Skip site navigation (1)Skip section navigation (2)
Date:      Sat, 16 Oct 2010 05:37:45 +0000 (UTC)
From:      Lawrence Stewart <lstewart@FreeBSD.org>
To:        src-committers@freebsd.org, svn-src-all@freebsd.org, svn-src-head@freebsd.org
Subject:   svn commit: r213912 - head/sys/netinet
Message-ID:  <201010160537.o9G5bjFj025745@svn.freebsd.org>

next in thread | raw e-mail | index | archive | help
Author: lstewart
Date: Sat Oct 16 05:37:45 2010
New Revision: 213912
URL: http://svn.freebsd.org/changeset/base/213912

Log:
  - Switch the "net.inet.tcp.reass.cursegments" and
    "net.inet.tcp.reass.maxsegments" sysctl variables to be based on UMA zone
    stats. The value returned by the cursegments sysctl is approximate owing to
    the way in which uma_zone_get_cur is implemented.
  
  - Discontinue use of V_tcp_reass_qsize as a global reassembly segment count
    variable in the reassembly implementation. The variable was used without
    proper synchronisation and was duplicating accounting done by UMA already. The
    lack of synchronisation was particularly problematic on SMP systems
    terminating many TCP sessions, resulting in poor TCP performance for
    connections with non-zero packet loss.
  
  Sponsored by:	FreeBSD Foundation
  Reviewed by:	andre, gnn, rpaulo (as part of a larger patch)
  MFC after:	2 weeks

Modified:
  head/sys/netinet/tcp_reass.c

Modified: head/sys/netinet/tcp_reass.c
==============================================================================
--- head/sys/netinet/tcp_reass.c	Sat Oct 16 04:41:45 2010	(r213911)
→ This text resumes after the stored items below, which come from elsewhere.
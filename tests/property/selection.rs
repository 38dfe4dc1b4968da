use super::utils::{constructor_shapes, constructors_from, expected_selection};
use bloat_builder::{Builder, BuilderError, ConstructorSelector};
use proptest::prelude::*;

proptest! {
    #[test]
    fn test_selects_first_longest_public_constructor(shapes in constructor_shapes()) {
        let result = ConstructorSelector::select_from("Sut", constructors_from(&shapes));

        match expected_selection(&shapes) {
            Some(expected) => {
                let selected = result.unwrap();
                let max_public = shapes
                    .iter()
                    .filter(|(public, _)| *public)
                    .map(|(_, arity)| *arity)
                    .max()
                    .unwrap();
                prop_assert_eq!(selected.parameters().len(), max_public);

                let built = Builder::from_selected(selected).build().unwrap();
                prop_assert_eq!(built, expected);
            }
            None => {
                prop_assert!(
                    matches!(result, Err(BuilderError::NoPublicConstructor { sut: "Sut" })),
                    "expected NoPublicConstructor"
                );
            }
        }
    }

    #[test]
    fn test_selection_is_stable(shapes in constructor_shapes()) {
        let first = ConstructorSelector::select_from("Sut", constructors_from(&shapes))
            .map(|selected| Builder::from_selected(selected).build().unwrap());
        let second = ConstructorSelector::select_from("Sut", constructors_from(&shapes))
            .map(|selected| Builder::from_selected(selected).build().unwrap());

        prop_assert_eq!(first.ok(), second.ok());
    }
}
use crate::constructor::{DependencyShape, Parameter};
use crate::{BuilderError, Result};
use std::any::Any;

/// Produces a stand-in for a dependency nobody supplied
pub trait MockSynthesizer {
    fn synthesize(&self, parameter: &Parameter) -> Result<Box<dyn Any>>;
}

/// Default synthesizer.
///
/// Capabilities become fresh strict substitutes, default-constructible types
/// become `T::default()`, and anything else is refused with
/// [`BuilderError::CannotSynthesize`].
#[derive(Clone, Copy, Debug, Default)]
pub struct StrictSynthesizer;

impl MockSynthesizer for StrictSynthesizer {
    fn synthesize(&self, parameter: &Parameter) -> Result<Box<dyn Any>> {
        let cannot = || BuilderError::CannotSynthesize {
            dependency: parameter.dependency().name(),
        };

        match parameter.shape() {
            DependencyShape::Concrete => Err(cannot()),
            DependencyShape::Capability | DependencyShape::DefaultConstructible => {
                parameter.substitute().ok_or_else(cannot)
            }
        }
    }
}
use bloat_builder::{Builder, BuilderError, Constructor, ConstructorSelector, EntryState};
use proptest::prelude::*;

type Built = (Option<u8>, Option<u16>, Option<u32>);

#[derive(Clone, Debug)]
enum Override {
    With(usize, Option<u32>),
    WithOrDefault(usize, Option<u32>),
    Unknown,
}

fn overrides() -> impl Strategy<Value = Vec<Override>> {
    let op = prop_oneof![
        (0usize..3, proptest::option::of(0u32..200)).prop_map(|(slot, v)| Override::With(slot, v)),
        (0usize..3, proptest::option::of(0u32..200))
            .prop_map(|(slot, v)| Override::WithOrDefault(slot, v)),
        Just(Override::Unknown),
    ];
    prop::collection::vec(op, 0..12)
}

fn fresh_builder() -> Builder<Built> {
    let constructor = Constructor::<Built>::public("new", |args| {
        Ok((args.optional(0)?, args.optional(1)?, args.optional(2)?))
    })
    .defaultable::<u8>()
    .defaultable::<u16>()
    .defaultable::<u32>();

    Builder::from_selected(ConstructorSelector::select_from("Triple", vec![constructor]).unwrap())
}

fn apply(builder: Builder<Built>, op: &Override) -> Result<Builder<Built>, BuilderError> {
    match *op {
        Override::With(0, v) => match v {
            Some(v) => builder.with(v as u8),
            None => builder.with_none::<u8>(),
        },
        Override::With(1, v) => match v {
            Some(v) => builder.with(v as u16),
            None => builder.with_none::<u16>(),
        },
        Override::With(_, v) => match v {
            Some(v) => builder.with(v),
            None => builder.with_none::<u32>(),
        },
        Override::WithOrDefault(0, v) => builder.with_or_default(v.map(|v| v as u8)),
        Override::WithOrDefault(1, v) => builder.with_or_default(v.map(|v| v as u16)),
        Override::WithOrDefault(_, v) => builder.with_or_default(v),
        Override::Unknown => builder.with(0u64),
    }
}

proptest! {
    #[test]
    fn test_overrides_follow_last_write(ops in overrides()) {
        // None = untouched, Some(None) = explicit none, Some(Some(v)) = explicit value
        let mut model: [Option<Option<u32>>; 3] = [None, None, None];
        let mut builder = fresh_builder();

        for op in &ops {
            match apply(builder, op) {
                Ok(next) => builder = next,
                Err(err) => {
                    prop_assert!(matches!(op, Override::Unknown), "only unknown types are rejected");
                    prop_assert!(matches!(err, BuilderError::UnknownDependency { .. }), "unexpected error");
                    builder = fresh_builder();
                    model = [None, None, None];
                    continue;
                }
            }
            match *op {
                Override::With(slot, v) => model[slot.min(2)] = Some(v),
                Override::WithOrDefault(slot, Some(v)) => model[slot.min(2)] = Some(Some(v)),
                _ => {}
            }
        }

        let plan = builder.resolution_plan();
        for (slot, expected) in model.iter().enumerate() {
            let state = match expected {
                None => EntryState::Unresolved,
                Some(None) => EntryState::ExplicitNone,
                Some(Some(_)) => EntryState::Explicit,
            };
            prop_assert_eq!(plan.parameters[slot].state, state);
        }

        let built = builder.build().unwrap();
        let resolve = |slot: usize| match model[slot] {
            None => Some(0u32),
            Some(v) => v,
        };
        prop_assert_eq!(built.0.map(u32::from), resolve(0).map(|v| u32::from(v as u8)));
        prop_assert_eq!(built.1.map(u32::from), resolve(1).map(|v| u32::from(v as u16)));
        prop_assert_eq!(built.2, resolve(2));
    }
}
+++ head/sys/netinet/tcp_reass.c	Sat Oct 16 05:37:45 2010	(r213912)
@@ -74,19 +74,22 @@ __FBSDID("$FreeBSD$");
 #include <netinet/tcp_debug.h>
 #endif /* TCPDEBUG */
 
+static int tcp_reass_sysctl_maxseg(SYSCTL_HANDLER_ARGS);
+static int tcp_reass_sysctl_qsize(SYSCTL_HANDLER_ARGS);
+
 SYSCTL_NODE(_net_inet_tcp, OID_AUTO, reass, CTLFLAG_RW, 0,
     "TCP Segment Reassembly Queue");
 
 static VNET_DEFINE(int, tcp_reass_maxseg) = 0;
 #define	V_tcp_reass_maxseg		VNET(tcp_reass_maxseg)
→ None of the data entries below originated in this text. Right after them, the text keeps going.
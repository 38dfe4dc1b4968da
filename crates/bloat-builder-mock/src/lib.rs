pub mod assertions;
pub mod capability;
pub mod mock;

pub use assertions::CallAssertions;
pub use capability::Capability;
pub use mock::{CallRecord, MockError, MockResult, StrictMock};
-SYSCTL_VNET_INT(_net_inet_tcp_reass, OID_AUTO, maxsegments, CTLFLAG_RDTUN,
-    &VNET_NAME(tcp_reass_maxseg), 0,
+SYSCTL_VNET_PROC(_net_inet_tcp_reass, OID_AUTO, maxsegments, CTLFLAG_RDTUN,
+    &VNET_NAME(tcp_reass_maxseg), 0, &tcp_reass_sysctl_maxseg, "I",
     "Global maximum number of TCP Segments in Reassembly Queue");
 
 static VNET_DEFINE(int, tcp_reass_qsize) = 0;
 #define	V_tcp_reass_qsize		VNET(tcp_reass_qsize)
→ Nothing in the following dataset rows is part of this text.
//! Tests for the storage backends

use super::*;
use crate::config::{BackendKind, CacheConfig, CompressionAlgorithm};
use crate::utils::error::{CacheError, Result};
use async_trait::async_trait;
use bytes::Bytes;
use dashmap::DashMap;
use std::sync::Arc;
use std::sync::atomic::{AtomicBool, Ordering};
use std::time::Duration;

/// In-process remote store that can be switched offline
#[derive(Debug, Default)]
pub(crate) struct FakeRemoteStore {
    entries: DashMap<String, (Vec<u8>, Option<Duration>)>,
    offline: AtomicBool,
}

impl FakeRemoteStore {
    pub(crate) fn set_offline(&self, offline: bool) {
        self.offline.store(offline, Ordering::SeqCst);
    }

    pub(crate) fn len(&self) -> usize {
        self.entries.len()
    }

    pub(crate) fn raw(&self, key: &str) -> Option<Vec<u8>> {
        self.entries.get(key).map(|entry| entry.0.clone())
    }

    pub(crate) fn ttl(&self, key: &str) -> Option<Duration> {
        self.entries.get(key).and_then(|entry| entry.1)
    }

    fn check(&self) -> Result<()> {
        if self.offline.load(Ordering::SeqCst) {
            return Err(CacheError::remote("connection refused"));
        }
        Ok(())
    }
}

#[async_trait]
impl RemoteStore for FakeRemoteStore {
    async fn get(&self, key: &str) -> Result<Option<Vec<u8>>> {
        self.check()?;
        Ok(self.raw(key))
    }

    async fn set(&self, key: &str, value: Vec<u8>, ttl: Option<Duration>) -> Result<()> {
        self.check()?;
        self.entries.insert(key.to_string(), (value, ttl));
        Ok(())
    }

    async fn delete(&self, key: &str) -> Result<()> {
        self.check()?;
        self.entries.remove(key);
        Ok(())
    }

    async fn flush(&self) -> Result<()> {
        self.check()?;
        self.entries.clear();
        Ok(())
    }

    async fn ping(&self) -> Result<()> {
        self.check()
    }
}

fn hybrid(store: &Arc<FakeRemoteStore>, compression: Option<CompressionAlgorithm>) -> CacheBackend {
    CacheBackend::Hybrid(HybridBackend::new(
        MemoryBackend::new(16, None),
        RemoteBackend::new(store.clone(), compression),
    ))
}

#[tokio::test]
async fn test_round_trip_every_backend() {
    let store = Arc::new(FakeRemoteStore::default());
    let backends = [
        CacheBackend::memory(16, None),
        CacheBackend::remote(store.clone(), &CacheConfig::default()),
        hybrid(&store, None),
    ];

    for backend in &backends {
        backend
            .set("k", Bytes::from_static(b"value"), None)
            .await
            .unwrap();
        assert_eq!(
            backend.get("k").await.unwrap(),
            Some(Bytes::from_static(b"value")),
            "{} backend",
            backend.kind()
        );
        assert_eq!(backend.get("missing").await.unwrap(), None);

        backend.delete("k").await.unwrap();
        assert_eq!(backend.get("k").await.unwrap(), None);
        backend.health_check().await.unwrap();
    }
}

#[tokio::test]
async fn test_memory_evicts_least_recently_used() {
    let backend = MemoryBackend::new(2, None);
    backend.set("a", Bytes::from_static(b"1"), None).await.unwrap();
    backend.set("b", Bytes::from_static(b"2"), None).await.unwrap();

    // touching "a" makes "b" the eviction candidate
    assert!(backend.get("a").await.unwrap().is_some());
    backend.set("c", Bytes::from_static(b"3"), None).await.unwrap();

    assert_eq!(backend.len(), 2);
    assert!(backend.get("a").await.unwrap().is_some());
    assert!(backend.get("b").await.unwrap().is_none());
    assert!(backend.get("c").await.unwrap().is_some());
}

#[tokio::test]
async fn test_memory_zero_capacity_holds_one() {
    let backend = MemoryBackend::new(0, None);
    assert_eq!(backend.capacity(), 1);
}

#[tokio::test]
async fn test_memory_ttl_expiry() {
    let backend = MemoryBackend::new(8, Some(Duration::from_millis(50)));
    backend.set("default", Bytes::from_static(b"x"), None).await.unwrap();
    backend
        .set("forever", Bytes::from_static(b"y"), Some(Duration::ZERO))
        .await
        .unwrap();
    backend
        .set("long", Bytes::from_static(b"z"), Some(Duration::from_secs(60)))
        .await
        .unwrap();

    tokio::time::sleep(Duration::from_millis(150)).await;

    assert_eq!(backend.get("default").await.unwrap(), None);
    assert!(backend.get("forever").await.unwrap().is_some());
    assert!(backend.get("long").await.unwrap().is_some());
    // the expired entry was purged on read
    assert_eq!(backend.len(), 2);
}

#[tokio::test]
async fn test_memory_overwrite_and_clear() {
    let backend = MemoryBackend::new(8, None);
    backend.set("k", Bytes::from_static(b"old"), None).await.unwrap();
    backend.set("k", Bytes::from_static(b"new"), None).await.unwrap();
    assert_eq!(backend.get("k").await.unwrap(), Some(Bytes::from_static(b"new")));

    backend.clear().await.unwrap();
    assert!(backend.is_empty());
}

#[tokio::test]
async fn test_remote_ttl_forwarded() {
    let store = Arc::new(FakeRemoteStore::default());
    let backend = RemoteBackend::new(store.clone(), None);

    backend
        .set("a", Bytes::from_static(b"1"), Some(Duration::from_secs(30)))
        .await
        .unwrap();
    backend
        .set("b", Bytes::from_static(b"2"), Some(Duration::ZERO))
        .await
        .unwrap();

    assert_eq!(store.ttl("a"), Some(Duration::from_secs(30)));
    assert_eq!(store.ttl("b"), None);
}

#[tokio::test]
async fn test_remote_compresses_payloads() {
    let store = Arc::new(FakeRemoteStore::default());
    let backend = RemoteBackend::new(store.clone(), Some(CompressionAlgorithm::Zstd));
    let value = Bytes::from("retrieval ".repeat(200));

    backend.set("doc", value.clone(), None).await.unwrap();

    let raw = store.raw("doc").unwrap();
    assert!(raw.len() < value.len());
    assert_eq!(backend.get("doc").await.unwrap(), Some(value));
}

#[tokio::test]
async fn test_remote_errors_propagate() {
    let store = Arc::new(FakeRemoteStore::default());
    let backend = RemoteBackend::new(store.clone(), None);
    store.set_offline(true);

    assert!(backend.get("k").await.is_err());
    assert!(backend.set("k", Bytes::new(), None).await.is_err());
    assert!(backend.health_check().await.is_err());
}

#[tokio::test]
async fn test_hybrid_reads_remote_after_memory_loss() {
    let store = Arc::new(FakeRemoteStore::default());
    let backend = HybridBackend::new(
        MemoryBackend::new(16, None),
        RemoteBackend::new(store.clone(), Some(CompressionAlgorithm::Lz4)),
    );

    backend.set("k", Bytes::from_static(b"v"), None).await.unwrap();
    backend.memory().clear().await.unwrap();
    assert!(backend.memory().is_empty());

    assert_eq!(backend.get("k").await.unwrap(), Some(Bytes::from_static(b"v")));
    // the remote hit was promoted into the hot tier
    assert_eq!(backend.memory().len(), 1);

    store.set_offline(true);
    assert_eq!(backend.get("k").await.unwrap(), Some(Bytes::from_static(b"v")));
}

#[tokio::test]
async fn test_hybrid_delete_and_clear_both_tiers() {
    let store = Arc::new(FakeRemoteStore::default());
    let backend = hybrid(&store, None);

    backend.set("a", Bytes::from_static(b"1"), None).await.unwrap();
    backend.set("b", Bytes::from_static(b"2"), None).await.unwrap();
    assert_eq!(store.len(), 2);

    backend.delete("a").await.unwrap();
    assert_eq!(store.len(), 1);
    assert_eq!(backend.get("a").await.unwrap(), None);

    backend.clear().await.unwrap();
    assert_eq!(store.len(), 0);
    assert_eq!(backend.get("b").await.unwrap(), None);
}

#[tokio::test]
async fn test_hybrid_delete_reports_remote_failure() {
    let store = Arc::new(FakeRemoteStore::default());
    let backend = HybridBackend::new(
        MemoryBackend::new(16, None),
        RemoteBackend::new(store.clone(), None),
    );
    backend.set("k", Bytes::from_static(b"v"), None).await.unwrap();

    store.set_offline(true);
    assert!(backend.delete("k").await.is_err());
    // the memory tier was still cleared
    assert!(backend.memory().is_empty());
}

#[test]
fn test_from_config_memory() {
    let config = CacheConfig::default();
    let backend = CacheBackend::from_config(&config, 1, None).unwrap();
    assert_eq!(backend.kind(), BackendKind::Memory);
}

#[test]
fn test_from_config_remote_requires_url() {
    let config = CacheConfig {
        cache_backend: BackendKind::Hybrid,
        remote_url: None,
        ..Default::default()
    };
    let err = CacheBackend::from_config(&config, 1, None).unwrap_err();
    assert!(matches!(err, CacheError::Config(_)));
}

#[cfg(feature = "redis")]
#[test]
fn test_from_config_remote_connects_lazily() {
    let config = CacheConfig {
        cache_backend: BackendKind::Remote,
        remote_url: Some("redis://127.0.0.1:1/0".to_string()),
        ..Default::default()
    };
    let backend = CacheBackend::from_config(&config, 1, None).unwrap();
    assert_eq!(backend.kind(), BackendKind::Remote);
}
-SYSCTL_VNET_INT(_net_inet_tcp_reass, OID_AUTO, cursegments, CTLFLAG_RD,
-    &VNET_NAME(tcp_reass_qsize), 0,
+SYSCTL_VNET_PROC(_net_inet_tcp_reass, OID_AUTO, cursegments, CTLFLAG_RD,
+    &VNET_NAME(tcp_reass_qsize), 0, &tcp_reass_sysctl_qsize, "I",
     "Global number of TCP Segments currently in Reassembly Queue");
 
 static VNET_DEFINE(int, tcp_reass_maxqlen) = 48;
@@ -148,7 +151,6 @@ tcp_reass_flush(struct tcpcb *tp)
 		m_freem(qe->tqe_m);
 		uma_zfree(V_tcp_reass_zone, qe);
 		tp->t_segqlen--;
-		V_tcp_reass_qsize--;
 	}
 
 	KASSERT((tp->t_segqlen == 0),
@@ -156,6 +158,20 @@ tcp_reass_flush(struct tcpcb *tp)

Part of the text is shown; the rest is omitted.